Abstract
The role of fossils fuels in national economies will change radically over the next 40 years under a strong climate regime. However, capturing this changing role through national-based analyses is challenging due to the global nature of fossil fuel demand and resulting trade patterns. This article sets out the limitations of existing national-scale decarbonization analyses in adequately capturing global conditions and explores how the introduction of a global modelling framework could provide vital insights, particularly for those countries that are dependent on fossil fuel exports or imports.

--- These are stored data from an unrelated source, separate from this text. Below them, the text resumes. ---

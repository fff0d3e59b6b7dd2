//! 既存の未署名トランザクションの手数料・送金先を修正する。
//!
//! 状態は Decoded -> Reconciled -> FeeChosen -> Planned の順に一方向へ進み、
//! 最後の `reassemble` で初めて createrawtransaction を呼ぶ。入力集合は変更しない。

use bitcoin::{Amount, Network};

use crate::decision::{AmendmentSummary, DecisionSource, DestinationDecision, FeeDecision};
use crate::error::AppError;
use crate::explorer::ExplorerCollaborator;
use crate::node::NodeCollaborator;
use crate::reconciler::{Reconciliation, reconcile_inputs};
use crate::transaction::{request_new_address, submit_draft, validate_raw_hex};
use crate::types::{DecodedTransaction, InputReference, OutputTarget, UnsignedTransactionDraft};
use crate::units::to_display_unit;

#[derive(Debug, Clone, PartialEq, Eq)]
pub struct AmendedTransaction {
    pub hex: String,
    pub draft: UnsignedTransactionDraft,
    pub previous_fee: Amount,
    pub generated_destination: bool,
    /// 照合できず金額 0 として扱った入力
    pub unmatched: Vec<InputReference>,
}

/// 全段階を順に実行する。
pub fn amend_transaction(
    node: &dyn NodeCollaborator,
    explorer: &dyn ExplorerCollaborator,
    network: Network,
    raw_hex: &str,
    source_address: &str,
    decisions: &mut dyn DecisionSource,
    max_concurrent: usize,
) -> Result<AmendedTransaction, AppError> {
    if source_address.trim().is_empty() {
        return Err(AppError::InputValidation(
            "--source-address が必要です".to_string(),
        ));
    }

    decode(node, raw_hex)?
        .reconcile(explorer, network, source_address, max_concurrent)?
        .choose_fee(decisions)?
        .choose_destination(node, decisions)?
        .reassemble(node)
}

#[derive(Debug, Clone)]
pub struct Decoded {
    transaction: DecodedTransaction,
    previous_output: Amount,
    destination: String,
}

/// 単一出力のトランザクションのみ受け付ける。
pub fn decode(node: &dyn NodeCollaborator, raw_hex: &str) -> Result<Decoded, AppError> {
    validate_raw_hex(raw_hex)?;
    let transaction = node.decode_raw_transaction(raw_hex.trim())?;

    let output = match transaction.outputs.as_slice() {
        [output] => output.clone(),
        outputs => {
            return Err(AppError::InputValidation(format!(
                "単一出力のトランザクションのみ修正できます (出力数: {})",
                outputs.len()
            )));
        }
    };
    let destination = output.address.ok_or_else(|| {
        AppError::InputValidation("既存出力の送金先アドレスを特定できません".to_string())
    })?;

    Ok(Decoded {
        transaction,
        previous_output: output.value,
        destination,
    })
}

impl Decoded {
    pub fn reconcile(
        self,
        explorer: &dyn ExplorerCollaborator,
        network: Network,
        source_address: &str,
        max_concurrent: usize,
    ) -> Result<Reconciled, AppError> {
        let reconciliation = reconcile_inputs(
            explorer,
            network,
            &self.transaction.inputs,
            source_address,
            max_concurrent,
        )?;

        let previous_fee = reconciliation
            .total_in
            .checked_sub(self.previous_output)
            .ok_or_else(|| {
                AppError::Reconciliation(format!(
                    "直前の手数料が負になります: 入力総額 {} < 出力 {}",
                    to_display_unit(reconciliation.total_in),
                    to_display_unit(self.previous_output)
                ))
            })?;

        Ok(Reconciled {
            decoded: self,
            reconciliation,
            previous_fee,
        })
    }
}

#[derive(Debug, Clone)]
pub struct Reconciled {
    decoded: Decoded,
    reconciliation: Reconciliation,
    previous_fee: Amount,
}

impl Reconciled {
    pub fn summary(&self) -> AmendmentSummary {
        AmendmentSummary {
            total_in: self.reconciliation.total_in,
            previous_output: self.decoded.previous_output,
            previous_fee: self.previous_fee,
        }
    }

    /// 新しい金額が正でなければここで失敗し、アドレス生成も createrawtransaction も行わない。
    pub fn choose_fee(self, decisions: &mut dyn DecisionSource) -> Result<FeeChosen, AppError> {
        let fee = match decisions.fee(&self.summary())? {
            FeeDecision::Keep => self.previous_fee,
            FeeDecision::Replace(fee) => fee,
        };

        let total_in = self.reconciliation.total_in;
        let new_amount = total_in
            .checked_sub(fee)
            .filter(|amount| *amount > Amount::ZERO)
            .ok_or(AppError::InvalidAmount {
                available: total_in.to_sat(),
                fee: fee.to_sat(),
            })?;

        Ok(FeeChosen {
            reconciled: self,
            fee,
            new_amount,
        })
    }
}

#[derive(Debug, Clone)]
pub struct FeeChosen {
    reconciled: Reconciled,
    fee: Amount,
    new_amount: Amount,
}

impl FeeChosen {
    pub fn choose_destination(
        self,
        node: &dyn NodeCollaborator,
        decisions: &mut dyn DecisionSource,
    ) -> Result<Planned, AppError> {
        let current = &self.reconciled.decoded.destination;
        let (destination, generated_destination) = match decisions.destination(current)? {
            DestinationDecision::Keep => (current.clone(), false),
            DestinationDecision::Generate => (request_new_address(node)?, true),
        };

        let Reconciled {
            decoded,
            reconciliation,
            previous_fee,
        } = self.reconciled;
        let unmatched = reconciliation.unmatched();

        Ok(Planned {
            draft: UnsignedTransactionDraft {
                inputs: decoded.transaction.inputs,
                output: OutputTarget {
                    destination,
                    amount: self.new_amount,
                },
                fee: self.fee,
                total_in: reconciliation.total_in,
            },
            previous_fee,
            generated_destination,
            unmatched,
        })
    }
}

#[derive(Debug, Clone)]
pub struct Planned {
    draft: UnsignedTransactionDraft,
    previous_fee: Amount,
    generated_destination: bool,
    unmatched: Vec<InputReference>,
}

impl Planned {
    pub fn reassemble(self, node: &dyn NodeCollaborator) -> Result<AmendedTransaction, AppError> {
        let hex = submit_draft(node, &self.draft)?;
        Ok(AmendedTransaction {
            hex,
            draft: self.draft,
            previous_fee: self.previous_fee,
            generated_destination: self.generated_destination,
            unmatched: self.unmatched,
        })
    }
}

The article shows that fossil fuel use will significantly decline by 2050, although gas will have an important transition role. This leaves large fossil fuel exporters exposed, the extent of which is determined by mitigation action in different regions and especially by the pathways adopted by the larger Asian economies. We find that global-scale models provide critical insights that complement the more detailed national analyses and should play a stronger role in informing deep decarbonization pathways (DDPs). They also provide an important basis for exploring key uncertainties around technology uptake, mitigation rates and how this plays out in the demand for fossil fuels. However, use of global models also calls for improved representation of country specifics in global models, which can oversimplify national economic and political realities. Using both model scales provides important insights that are complementary but that can challenge the other’s orthodoxy. However, neither can replace the other’s strengths.
Policy relevance:
In recent years, how global fossil fuel markets will evolve under different climate regimes has been subject to much debate and analysis. This debate includes whether investments in fossil fuel production still make sense or will be exposed in the future to liabilities associated with high carbon prices. This is important for governments who need to develop coherent policy in relation to fossil fuel sectors and their role as drivers of economic growth and in providing for domestic energy needs. This article argues that national analyses need to be fully cognizant of the global-scale transition, which can be informed by using a multi-scale modelling approach.
Disclosure statement
No potential conflict of interest was reported by the authors.
Supplemental data
Supplemental data for this article can be accessed http://dx.doi.org/10.1080/14693062.2016.1179619.
ORCID
Steve Pye http://orcid.org/0000-0003-1793-2552
Chris Bataille http://orcid.org/0000-0001-9539-2489
Vladimir Potashnikov http://orcid.org/0000-0001-9237-3100
Notes
1. The DDPP is a collaborative global research initiative to understand how individual countries can transition to a low-carbon economy. National-scale decarbonization analyses have been undertaken from 16 of the highest emitting countries, representing 74% of current global CO2 emissions from energy (www.deepdecarbonization.org).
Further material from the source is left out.